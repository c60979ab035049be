//! The per-polygon record owned by the sync engine.

use geojson::Geometry;
use polymap_map::{LabelId, OverlayId};

use super::FeatureSet;

/// Sequence number of one issued fetch. Later fetches get larger tickets.
#[derive(Debug, Clone, Copy, PartialEq, Eq, Hash, PartialOrd, Ord)]
pub struct FetchTicket(pub(crate) u64);

/// Everything known about one live polygon.
#[derive(Debug, Clone)]
pub struct PolygonRecord {
    /// Display name resolved at creation
    pub name: String,
    /// Geometry as last reported by the draw controller
    pub geometry: Geometry,
    /// Centroid label on the map
    pub label_id: LabelId,
    /// Rendered feature overlay. None only while an update is in flight
    /// (the old overlay is already gone) or after that update failed.
    pub overlay_id: Option<OverlayId>,
    /// Features from the last successful query
    pub features: FeatureSet,
    /// Ticket of the most recently issued update
    pub latest_update: Option<FetchTicket>,
}
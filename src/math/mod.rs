pub mod matrix;

pub use matrix::Matrix;
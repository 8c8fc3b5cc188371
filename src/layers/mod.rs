pub mod perceptron;

pub use perceptron::Perceptron;
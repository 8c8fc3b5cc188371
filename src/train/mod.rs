pub mod trainer;

pub use trainer::{train_epoch, train_epochs};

*Assignment*
Every entry shown earlier is to be returned exactly, line for line.

*Written reply*
repository c60979ab035049be
//! The per-polygon record owned by the sync engine.

use geojson::Geometry;
use polymap_map::{LabelId, OverlayId};

use super::FeatureSet;

/// Sequence number of one issued fetch. Later fetches get larger tickets.
#[derive(Debug, Clone, Copy, PartialEq, Eq, Hash, PartialOrd, Ord)]
pub struct FetchTicket(pub(crate) u64);

/// Everything known about one live polygon.
#[derive(Debug, Clone)]
pub struct PolygonRecord {
    /// Display name resolved at creation
    pub name: String,
    /// Geometry as last reported by the draw controller
    pub geometry: Geometry,
    /// Centroid label on the map
    pub label_id: LabelId,
    /// Rendered feature overlay. None only while an update is in flight
    /// (the old overlay is already gone) or after that update failed.
    pub overlay_id: Option<OverlayId>,
    /// Features from the last successful query
    pub features: FeatureSet,
    /// Ticket of the most recently issued update
    pub latest_update: Option<FetchTicket>,
}
filename src/math/mod.rs
pub mod matrix;

pub use matrix::Matrix;
repository 8c8fc3b5cc188371
filename src/layers/mod.rs
pub mod perceptron;

pub use perceptron::Perceptron;
repository 8c8fc3b5cc188371
filename src/train/mod.rs
pub mod trainer;

pub use trainer::{train_epoch, train_epochs};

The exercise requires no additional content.